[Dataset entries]
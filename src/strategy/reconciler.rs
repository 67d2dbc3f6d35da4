//! Order submission and cancellation against the gateway.
//!
//! Each order is submitted on its own: one failed placement or cancel is
//! logged and counted, and its siblings are still attempted.

use crate::context::EngineContext;
use crate::error::{EngineError, GatewayResultExt, Result};
use crate::exchange::{
    DesiredOrder, LimitOrderRequest, MarketOrderRequest, MarketPair, OpenOrder, TxHandle,
};
use crate::utils::decimal::{quantize_decimal, quantize_size, to_fixed_point, truncate_to_decimals};
use rust_decimal::Decimal;
use std::time::Duration;
use tracing::{debug, error, info, warn};

/// What happened to the orders of one tick.
#[derive(Debug, Clone, Default, PartialEq, Eq)]
pub struct ReconcileReport {
    pub placed: usize,
    pub failed: usize,
    pub cancelled: usize,
    pub cancel_failed: usize,
}

impl ReconcileReport {
    pub fn merge(&mut self, other: &ReconcileReport) {
        self.placed += other.placed;
        self.failed += other.failed;
        self.cancelled += other.cancelled;
        self.cancel_failed += other.cancel_failed;
    }

    /// `PartialSubmission` if any placement failed.
    pub fn partial_failure(&self, pair: &str) -> Option<EngineError> {
        (self.failed > 0).then(|| EngineError::PartialSubmission {
            pair: pair.to_string(),
            attempted: self.placed + self.failed,
            failed: self.failed,
        })
    }
}

/// Places and cancels orders for one subaccount on one pair.
pub struct OrderReconciler<'a> {
    ctx: &'a EngineContext,
    market: &'a MarketPair,
    subaccount: &'a str,
}

impl<'a> OrderReconciler<'a> {
    pub fn new(ctx: &'a EngineContext, market: &'a MarketPair, subaccount: &'a str) -> Self {
        Self {
            ctx,
            market,
            subaccount,
        }
    }

    /// Build the gateway request for a desired order.
    ///
    /// Price and size are re-quantized so nothing off-tick ever leaves the
    /// engine; the quote amount is truncated to the quote token's precision.
    pub fn limit_request(&self, order: &DesiredOrder) -> Result<LimitOrderRequest> {
        let price = quantize_decimal(order.price, self.market.tick_size);
        let size = quantize_size(order.size, self.market.step_size);
        if price <= Decimal::ZERO || size.is_zero() {
            return Err(EngineError::Configuration(format!(
                "order on {} quantizes to price {price} size {size}",
                self.market.id
            )));
        }
        let quote = truncate_to_decimals(price * size, self.market.quote.decimals);

        Ok(LimitOrderRequest {
            subaccount: self.subaccount.to_string(),
            pair_id: self.market.id.clone(),
            is_buy: order.side.is_buy(),
            quote_amount: to_fixed_point(quote, self.market.quote.decimals)?,
            base_amount: to_fixed_point(size, self.market.base.decimals)?,
            post_only: order.post_only,
            reduce_only: order.reduce_only,
        })
    }

    async fn place(&self, order: &DesiredOrder) -> Result<TxHandle> {
        let request = self.limit_request(order)?;
        self.ctx
            .gateway()
            .place_limit_order(request)
            .await
            .during("place_limit_order")
    }

    /// Submit every order, pausing `spacing` between submissions.
    pub async fn place_all(&self, orders: &[DesiredOrder], spacing: Option<Duration>) -> ReconcileReport {
        let mut report = ReconcileReport::default();

        for (i, order) in orders.iter().enumerate() {
            if i > 0 {
                if let Some(delay) = spacing {
                    self.ctx.sleeper.sleep(delay).await;
                }
            }

            match self.place(order).await {
                Ok(handle) => {
                    report.placed += 1;
                    info!(
                        pair = %self.market.id,
                        side = %order.side,
                        price = %order.price,
                        size = %order.size,
                        tx = %handle.id,
                        "Order placed"
                    );
                }
                Err(e) => {
                    report.failed += 1;
                    error!(
                        pair = %self.market.id,
                        side = %order.side,
                        price = %order.price,
                        error = %e,
                        "Order placement failed"
                    );
                }
            }
        }

        if let Some(partial) = report.partial_failure(&self.market.id) {
            warn!("{partial}");
        }
        report
    }

    /// Cancel every listed order. Failures are logged and skipped.
    pub async fn cancel_all(&self, orders: &[OpenOrder]) -> ReconcileReport {
        let mut report = ReconcileReport::default();

        for order in orders {
            let result = self
                .ctx
                .gateway()
                .cancel_order(self.subaccount, &self.market.id, &order.id, order.side.is_buy())
                .await
                .during("cancel_order");

            match result {
                Ok(_) => {
                    report.cancelled += 1;
                    debug!(pair = %self.market.id, order_id = %order.id, "Order cancelled");
                }
                Err(e) => {
                    report.cancel_failed += 1;
                    warn!(pair = %self.market.id, order_id = %order.id, error = %e, "Cancel failed");
                }
            }
        }
        report
    }

    /// Market buy spending a fixed quote notional.
    pub async fn market_buy_quote(&self, quote: Decimal) -> Result<TxHandle> {
        let quote = truncate_to_decimals(quote, self.market.quote.decimals);
        let request = MarketOrderRequest {
            subaccount: self.subaccount.to_string(),
            pair_id: self.market.id.clone(),
            is_buy: true,
            quote_amount: Some(to_fixed_point(quote, self.market.quote.decimals)?),
            base_amount: None,
            auto_cancel: true,
            reduce_only: false,
        };
        info!(pair = %self.market.id, %quote, "Submitting market buy by quote");
        self.ctx
            .gateway()
            .place_market_order(request)
            .await
            .during("place_market_order")
    }

    /// Market order for a base size, with an estimated quote bound.
    pub async fn market_order(
        &self,
        is_buy: bool,
        base: Decimal,
        quote: Option<Decimal>,
    ) -> Result<TxHandle> {
        let quote_amount = match quote {
            Some(q) => Some(to_fixed_point(
                truncate_to_decimals(q, self.market.quote.decimals),
                self.market.quote.decimals,
            )?),
            None => None,
        };
        let request = MarketOrderRequest {
            subaccount: self.subaccount.to_string(),
            pair_id: self.market.id.clone(),
            is_buy,
            quote_amount,
            base_amount: Some(to_fixed_point(base, self.market.base.decimals)?),
            auto_cancel: true,
            reduce_only: false,
        };
        info!(pair = %self.market.id, is_buy, %base, quote = ?quote, "Submitting market order");
        self.ctx
            .gateway()
            .place_market_order(request)
            .await
            .during("place_market_order")
    }
}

[What to work on] Please state how many lines in the entries include the string "other", giving no more than the number.

[Solved exercise] 5